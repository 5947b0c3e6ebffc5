//! Attendance handler
//!
//! `GET` returns day views, optionally for one month; `POST` records a single
//! presence mark. Nothing is validated beyond what the body types enforce.

use async_trait::async_trait;
use http::{Method, StatusCode};
use std::sync::Arc;
use tracing::{info, instrument, warn};

use super::request::{Acknowledgement, RequestHandler, ServiceRequest, ServiceResponse};
use crate::domain::{group_by_student_day, AttendanceDayView, AttendanceRecord, MonthFilter};
use crate::infrastructure::{log_messages, AttendanceRepository};
use crate::Result;

pub struct AttendanceService {
    repository: Arc<dyn AttendanceRepository>,
}

impl AttendanceService {
    pub const ALLOWED_METHODS: &'static str = "GET, POST, OPTIONS";

    pub fn new(repository: Arc<dyn AttendanceRepository>) -> Self {
        Self { repository }
    }

    /// Day views for every stored record, or only those in `month`
    #[instrument(skip(self))]
    pub async fn list(&self, month: Option<&MonthFilter>) -> Result<Vec<AttendanceDayView>> {
        let records = self.repository.fetch_attendance(month).await?;
        let views = group_by_student_day(records);
        info!(views = views.len(), "{}", log_messages::attendance::LISTED);
        Ok(views)
    }

    /// Record one presence mark, overwriting an existing mark for the same slot
    #[instrument(
        skip(self, record),
        fields(
            student_id = %record.student_id,
            date = %record.date,
            pair_index = %record.pair_index,
            is_present = record.is_present
        )
    )]
    pub async fn upsert(&self, record: &AttendanceRecord) -> Result<()> {
        self.repository.upsert_attendance(record).await?;
        info!("{}", log_messages::attendance::RECORDED);
        Ok(())
    }
}

#[async_trait]
impl RequestHandler for AttendanceService {
    fn allowed_methods(&self) -> &'static str {
        Self::ALLOWED_METHODS
    }

    async fn handle(&self, request: ServiceRequest) -> Result<ServiceResponse> {
        match request.method {
            Method::OPTIONS => Ok(ServiceResponse::preflight(self.allowed_methods())),
            Method::GET => {
                let month = MonthFilter::from_query(request.query_param("month"));
                let views = self.list(month.as_ref()).await?;
                ServiceResponse::json(StatusCode::OK, &views)
            }
            Method::POST => {
                let record: AttendanceRecord = request.json_body()?;
                self.upsert(&record).await?;
                ServiceResponse::json(StatusCode::CREATED, &Acknowledgement::success())
            }
            _ => {
                warn!(
                    method = %request.method,
                    "{}",
                    log_messages::request_processing::METHOD_NOT_ALLOWED
                );
                ServiceResponse::method_not_allowed()
            }
        }
    }
}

Assignment: From the data above, output every line exactly.

Exercise result:
repository 5947b0c3e6ebffc5
//! Attendance handler
//!
//! `GET` returns day views, optionally for one month; `POST` records a single
//! presence mark. Nothing is validated beyond what the body types enforce.

use async_trait::async_trait;
use http::{Method, StatusCode};
use std::sync::Arc;
use tracing::{info, instrument, warn};

use super::request::{Acknowledgement, RequestHandler, ServiceRequest, ServiceResponse};
use crate::domain::{group_by_student_day, AttendanceDayView, AttendanceRecord, MonthFilter};
use crate::infrastructure::{log_messages, AttendanceRepository};
use crate::Result;

pub struct AttendanceService {
    repository: Arc<dyn AttendanceRepository>,
}

impl AttendanceService {
    pub const ALLOWED_METHODS: &'static str = "GET, POST, OPTIONS";

    pub fn new(repository: Arc<dyn AttendanceRepository>) -> Self {
        Self { repository }
    }

    /// Day views for every stored record, or only those in `month`
    #[instrument(skip(self))]
    pub async fn list(&self, month: Option<&MonthFilter>) -> Result<Vec<AttendanceDayView>> {
        let records = self.repository.fetch_attendance(month).await?;
        let views = group_by_student_day(records);
        info!(views = views.len(), "{}", log_messages::attendance::LISTED);
        Ok(views)
    }

    /// Record one presence mark, overwriting an existing mark for the same slot
    #[instrument(
        skip(self, record),
        fields(
            student_id = %record.student_id,
            date = %record.date,
            pair_index = %record.pair_index,
            is_present = record.is_present
        )
    )]
    pub async fn upsert(&self, record: &AttendanceRecord) -> Result<()> {
        self.repository.upsert_attendance(record).await?;
        info!("{}", log_messages::attendance::RECORDED);
        Ok(())
    }
}

#[async_trait]
impl RequestHandler for AttendanceService {
    fn allowed_methods(&self) -> &'static str {
        Self::ALLOWED_METHODS
    }

    async fn handle(&self, request: ServiceRequest) -> Result<ServiceResponse> {
        match request.method {
            Method::OPTIONS => Ok(ServiceResponse::preflight(self.allowed_methods())),
            Method::GET => {
                let month = MonthFilter::from_query(request.query_param("month"));
                let views = self.list(month.as_ref()).await?;
                ServiceResponse::json(StatusCode::OK, &views)
            }
            Method::POST => {
                let record: AttendanceRecord = request.json_body()?;
                self.upsert(&record).await?;
                ServiceResponse::json(StatusCode::CREATED, &Acknowledgement::success())
            }
            _ => {
                warn!(
                    method = %request.method,
                    "{}",
                    log_messages::request_processing::METHOD_NOT_ALLOWED
                );
                ServiceResponse::method_not_allowed()
            }
        }
    }
}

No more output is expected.